Les acheteurs étrangers de PME françaises attendent prudemment la reprise économique

Bien que les cibles présentent un profil séduisant selon S&P Capital IQ, la valeur des M&A visant les PME a chuté de moitié en 2012
Benoît Menou

Ils demeurent pour l’instant en retrait, patiemment à l’affût. En attendant la véritable reprise économique, les potentiels acquéreurs étrangers de PME françaises restent attentistes, comme le souligne une étude réalisée par S&P Capital IQ. La société de données financières veut croire que ces acteurs pourraient bien soutenir un renouveau du marché hexagonal des fusions-acquisitions au sein de PME «moteur de l’économie» comme le relève Andrew Lecocq, directeur chez S&P Capital IQ. L’étude souligne en effet la corrélation existant entre évolution du PIB et intérêt pour les cibles françaises.
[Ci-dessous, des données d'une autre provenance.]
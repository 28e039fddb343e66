//! # PartnerHub App
//!
//! Application layer - the surface a UI shell binds to.
//!
//! This crate contains:
//! - Commands (shell → backend bridge)
//! - Application context (dependency injection)
//! - Logging setup and bootstrap
//!
//! ## Architecture
//! - Depends on `common`, `domain`, `core` and `infra`
//! - Wires up the hexagonal architecture
//! - Commands return `PartnerHubError` untouched so the shell can branch on
//!   its category

pub mod adapters;
pub mod commands;
pub mod context;
pub mod utils;

// Re-export for convenience
pub use commands::*;
pub use context::*;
Ainsi en 2012, le nombre de transactions impliquant un acheteur étranger (68) sur ce segment de sociétés dont le chiffre d’affaires annuel est inférieur à 100 millions d’euros a-t-il plongé de 30%, tandis que le nombre d’acheteurs domestiques progressait de 2% à 461. Et la valeur du marché a fondu de moitié (-52%) à 2,4 milliards d’euros, mettant en lumière la présence des étrangers sur les plus importantes transactions: entre 2004 et 2012, ils ont représenté 17% du nombre mais 48% de la valeur des opérations de rachat de PME françaises. Cette part en nombre d’opérations chute à 13% tant en 2012 qu’au premier semestre 2013.
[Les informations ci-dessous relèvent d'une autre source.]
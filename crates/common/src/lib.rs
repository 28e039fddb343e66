//! Modular common utilities shared across PartnerHub crates.
//!
//! # Feature Tiers
//!
//! Enable cargo features to opt into the tiers you need:
//! - `foundation`: field-level validation errors
//! - `runtime`: session token management and in-flight request tracking
//! - `test-utils`: mock token providers, refreshers and stores

#![forbid(unsafe_code)]
#![warn(rust_2018_idioms)]
#![warn(clippy::all, clippy::perf, clippy::complexity, clippy::suspicious)]

// Foundation tier
// -----------------------------------------------------------------
#[cfg(feature = "foundation")]
pub mod validation;

// Runtime tier
// --------------------------------------------------------------------
#[cfg(feature = "runtime")]
pub mod auth;
#[cfg(feature = "runtime")]
pub mod tracking;

// Testing utilities
// -----------------------------------------------------------------
#[cfg(all(feature = "runtime", any(test, feature = "test-utils")))]
pub mod testing;
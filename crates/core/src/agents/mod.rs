//! Field agent approval workflow

pub mod ports;

pub use ports::AgentsPort;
Ce moindre intérêt des acheteurs internationaux ne saurait venir selon Andrew Lecocq de l’état de santé de PME françaises «qui affichent une croissance annuelle moyenne de 4,3% de leur chiffre d’affaires entre 2009 et 2012 et ne souffrent pas de problèmes de liquidité à court terme ou d’endettement susceptibles de précipiter une transaction». Les niveaux de valorisation font ainsi preuve de résistance: hors un recul à 0,6 en 2009, le ratio médian de valeur d’entreprise sur chiffre d’affaires a évolué entre 0,8 et 0,9 depuis 2007. Et les étrangers sont disposés à des prix plus élevés, avec entre 2004 et le premier semestre 2013 un ratio médian de 1,02 contre 0,71 pour les acheteurs domestiques. La demande étrangère souffrirait ainsi d’un souci de perception liée à la croissance économique tandis que les cibles potentielles présentent toujours un profil séduisant.
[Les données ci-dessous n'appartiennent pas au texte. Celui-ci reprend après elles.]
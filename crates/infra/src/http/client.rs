use std::sync::Arc;
use std::time::Duration;

use partnerhub_common::auth::AccessTokenProvider;
use partnerhub_common::tracking::RequestTracker;
use partnerhub_domain::{CancelReason, PartnerHubError, Result};
use reqwest::header::{HeaderValue, CONTENT_TYPE};
use reqwest::{Client as ReqwestClient, RequestBuilder, StatusCode};
use serde::de::DeserializeOwned;
use serde_json::Value;
use tokio_util::sync::CancellationToken;
use tracing::{debug, info, instrument, warn};

use super::request::{FetchBody, FetchOptions, FetchRequest, ResponseKind};
use crate::errors::to_domain;

/// Safe-fetch HTTP client: bearer token, timeout, bounded retry, request
/// tracking and typed error classification around one HTTP call.
#[derive(Clone)]
pub struct HttpClient {
    client: ReqwestClient,
    tokens: Arc<dyn AccessTokenProvider>,
    tracker: Arc<RequestTracker>,
    api_key: Option<String>,
}

impl HttpClient {
    /// Start building a new HTTP client.
    pub fn builder() -> HttpClientBuilder {
        HttpClientBuilder::default()
    }

    /// Tracker every fetch registers with
    pub fn tracker(&self) -> &Arc<RequestTracker> {
        &self.tracker
    }

    /// Run `request` to completion, retrying up to `options.retry_count`
    /// times after retryable failures.
    ///
    /// # Errors
    /// - `Auth` if no token can be obtained (no network call is made) or the
    ///   server answers 401
    /// - `Permission`, `NotFound`, `Server`, `Request` by status code
    /// - `Cancelled(Timeout)` / `Cancelled(Aborted)` when the timer or the
    ///   owner's token stops the call
    /// - `Network` / `InvalidResponse` for transport and decoding failures
    #[instrument(
        skip(self, request, options),
        fields(method = %request.method, url = %request.url, component = %options.component)
    )]
    pub async fn fetch(&self, request: FetchRequest, options: &FetchOptions) -> Result<FetchBody> {
        let request_id = request.id();
        let attempts = options.retry_count.saturating_add(1);

        for attempt in 1..=attempts {
            debug!(attempt, request_id = %request_id, "sending HTTP request");

            match self.attempt(&request, &request_id, options).await {
                Ok(body) => {
                    info!(attempt, "HTTP request succeeded");
                    return Ok(body);
                }
                Err(err) if attempt < attempts && err.should_retry() => {
                    warn!(
                        attempt,
                        error = %err,
                        backoff_ms = options.retry_backoff.as_millis() as u64,
                        "HTTP request failed, retrying"
                    );
                    self.backoff(options).await?;
                }
                Err(err) => {
                    if err.is_cancelled() {
                        debug!(attempt, error = %err, "HTTP request cancelled");
                    } else {
                        warn!(attempt, error = %err, category = err.category().label(), "HTTP request failed");
                    }
                    return Err(err);
                }
            }
        }

        Err(PartnerHubError::Internal(
            "http client exhausted retries without producing a result".into(),
        ))
    }

    /// [`fetch`](Self::fetch) and deserialize a JSON body
    pub async fn fetch_json<T: DeserializeOwned>(
        &self,
        request: FetchRequest,
        options: &FetchOptions,
    ) -> Result<T> {
        let options = FetchOptions { response_kind: ResponseKind::Json, ..options.clone() };
        self.fetch(request, &options).await?.deserialize()
    }

    async fn attempt(
        &self,
        request: &FetchRequest,
        request_id: &str,
        options: &FetchOptions,
    ) -> Result<FetchBody> {
        // Token first: without one there is nothing worth sending
        let token = self.tokens.access_token().await.map_err(to_domain)?;

        let cancel = options
            .cancel
            .as_ref()
            .map_or_else(CancellationToken::new, CancellationToken::child_token);
        let _tracking = self.tracker.track(
            request_id,
            cancel.clone(),
            options.component.clone().into_owned(),
            request.url.as_str(),
        );

        let builder = self.prepare(request, &token);

        tokio::select! {
            biased;
            () = cancel.cancelled() => Err(PartnerHubError::Cancelled(CancelReason::Aborted)),
            () = tokio::time::sleep(options.timeout) => {
                cancel.cancel();
                Err(PartnerHubError::Cancelled(CancelReason::Timeout))
            }
            result = send_and_read(builder, options.response_kind) => result,
        }
    }

    fn prepare(&self, request: &FetchRequest, token: &str) -> RequestBuilder {
        let mut headers = request.headers.clone();
        if !headers.contains_key(CONTENT_TYPE) {
            headers.insert(CONTENT_TYPE, HeaderValue::from_static("application/json"));
        }

        let mut builder = self
            .client
            .request(request.method.clone(), request.url.clone())
            .headers(headers)
            .bearer_auth(token);
        if let Some(key) = &self.api_key {
            builder = builder.header("apikey", key);
        }
        if let Some(body) = &request.body {
            builder = builder.body(body.to_string());
        }
        builder
    }

    async fn backoff(&self, options: &FetchOptions) -> Result<()> {
        if options.retry_backoff.is_zero() {
            return Ok(());
        }
        match &options.cancel {
            Some(cancel) => tokio::select! {
                () = cancel.cancelled() => Err(PartnerHubError::Cancelled(CancelReason::Aborted)),
                () = tokio::time::sleep(options.retry_backoff) => Ok(()),
            },
            None => {
                tokio::time::sleep(options.retry_backoff).await;
                Ok(())
            }
        }
    }
}

async fn send_and_read(builder: RequestBuilder, kind: ResponseKind) -> Result<FetchBody> {
    let response = builder.send().await.map_err(to_domain)?;
    let status = response.status();
    debug!(%status, "received HTTP response");

    if !status.is_success() {
        let body = response.text().await.unwrap_or_default();
        return Err(classify_status(status, &body));
    }

    // No body on 204/205
    if status == StatusCode::NO_CONTENT || status == StatusCode::RESET_CONTENT {
        return Ok(FetchBody::empty(kind));
    }

    match kind {
        ResponseKind::Json => {
            let bytes = response.bytes().await.map_err(to_domain)?;
            if bytes.is_empty() {
                return Ok(FetchBody::Json(Value::Null));
            }
            serde_json::from_slice(&bytes).map(FetchBody::Json).map_err(to_domain)
        }
        ResponseKind::Text => response.text().await.map(FetchBody::Text).map_err(to_domain),
        ResponseKind::Bytes => {
            response.bytes().await.map(|b| FetchBody::Bytes(b.to_vec())).map_err(to_domain)
        }
    }
}

/// Map a non-success status to the error taxonomy
fn classify_status(status: StatusCode, body: &str) -> PartnerHubError {
    let code = status.as_u16();
    let server_message = server_message(body);

    match code {
        401 => PartnerHubError::Auth("please log in again".into()),
        403 => PartnerHubError::Permission(
            server_message.unwrap_or_else(|| "insufficient privileges".into()),
        ),
        404 => PartnerHubError::NotFound(
            server_message.unwrap_or_else(|| format!("endpoint returned {status}")),
        ),
        500..=599 => PartnerHubError::Server {
            status: code,
            message: server_message.unwrap_or_else(|| status.to_string()),
        },
        _ => PartnerHubError::Request {
            status: code,
            message: server_message
                .unwrap_or_else(|| format!("Request failed with status {code}")),
        },
    }
}

/// `error` or `message` from a JSON error body (`error` may itself be an
/// object with a `message`)
fn server_message(body: &str) -> Option<String> {
    let value: Value = serde_json::from_str(body).ok()?;
    let candidate = match value.get("error") {
        Some(Value::String(message)) => Some(message.clone()),
        Some(Value::Object(inner)) => {
            inner.get("message").and_then(Value::as_str).map(str::to_string)
        }
        _ => None,
    };
    candidate
        .or_else(|| value.get("message").and_then(Value::as_str).map(str::to_string))
        .filter(|message| !message.trim().is_empty())
}

/// Builder for [`HttpClient`].
#[derive(Default)]
pub struct HttpClientBuilder {
    tokens: Option<Arc<dyn AccessTokenProvider>>,
    tracker: Option<Arc<RequestTracker>>,
    api_key: Option<String>,
    user_agent: Option<String>,
    connect_timeout: Option<Duration>,
}

impl HttpClientBuilder {
    /// Source of bearer tokens (required)
    pub fn token_provider(mut self, tokens: Arc<dyn AccessTokenProvider>) -> Self {
        self.tokens = Some(tokens);
        self
    }

    /// Shared tracker; a private one is created when omitted
    pub fn tracker(mut self, tracker: Arc<RequestTracker>) -> Self {
        self.tracker = Some(tracker);
        self
    }

    /// Public anon key sent as `apikey` on every request
    pub fn api_key(mut self, key: impl Into<String>) -> Self {
        self.api_key = Some(key.into());
        self
    }

    /// `User-Agent` header value
    pub fn user_agent(mut self, agent: impl Into<String>) -> Self {
        self.user_agent = Some(agent.into());
        self
    }

    /// TCP/TLS connect limit, separate from the per-attempt timeout
    pub fn connect_timeout(mut self, timeout: Duration) -> Self {
        self.connect_timeout = Some(timeout);
        self
    }

    /// # Errors
    /// `Config` without a token provider, or if reqwest cannot build a client
    pub fn build(self) -> Result<HttpClient> {
        let tokens = self
            .tokens
            .ok_or_else(|| PartnerHubError::Config("HttpClient requires a token provider".into()))?;

        let mut builder = ReqwestClient::builder().no_proxy();
        if let Some(agent) = self.user_agent {
            builder = builder.user_agent(agent);
        }
        if let Some(timeout) = self.connect_timeout {
            builder = builder.connect_timeout(timeout);
        }
        let client = builder.build().map_err(to_domain)?;

        Ok(HttpClient {
            client,
            tokens,
            tracker: self.tracker.unwrap_or_default(),
            api_key: self.api_key,
        })
    }
}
Sous réserve du retour à une croissance économique solide, le marché français des M&A au sein des PME «devrait ainsi rebondir à moyen terme, selon Andrew Lecocq, sous l’impulsion d’acheteurs étrangers rassurés, toujours principalement en provenance des Etats-Unis, du Royaume-Uni et d’Allemagne».

Un évènement L’AGEFI

Plus d'articles du même thème

ETF à la Une

Contenu de nos partenaires

A lire sur ...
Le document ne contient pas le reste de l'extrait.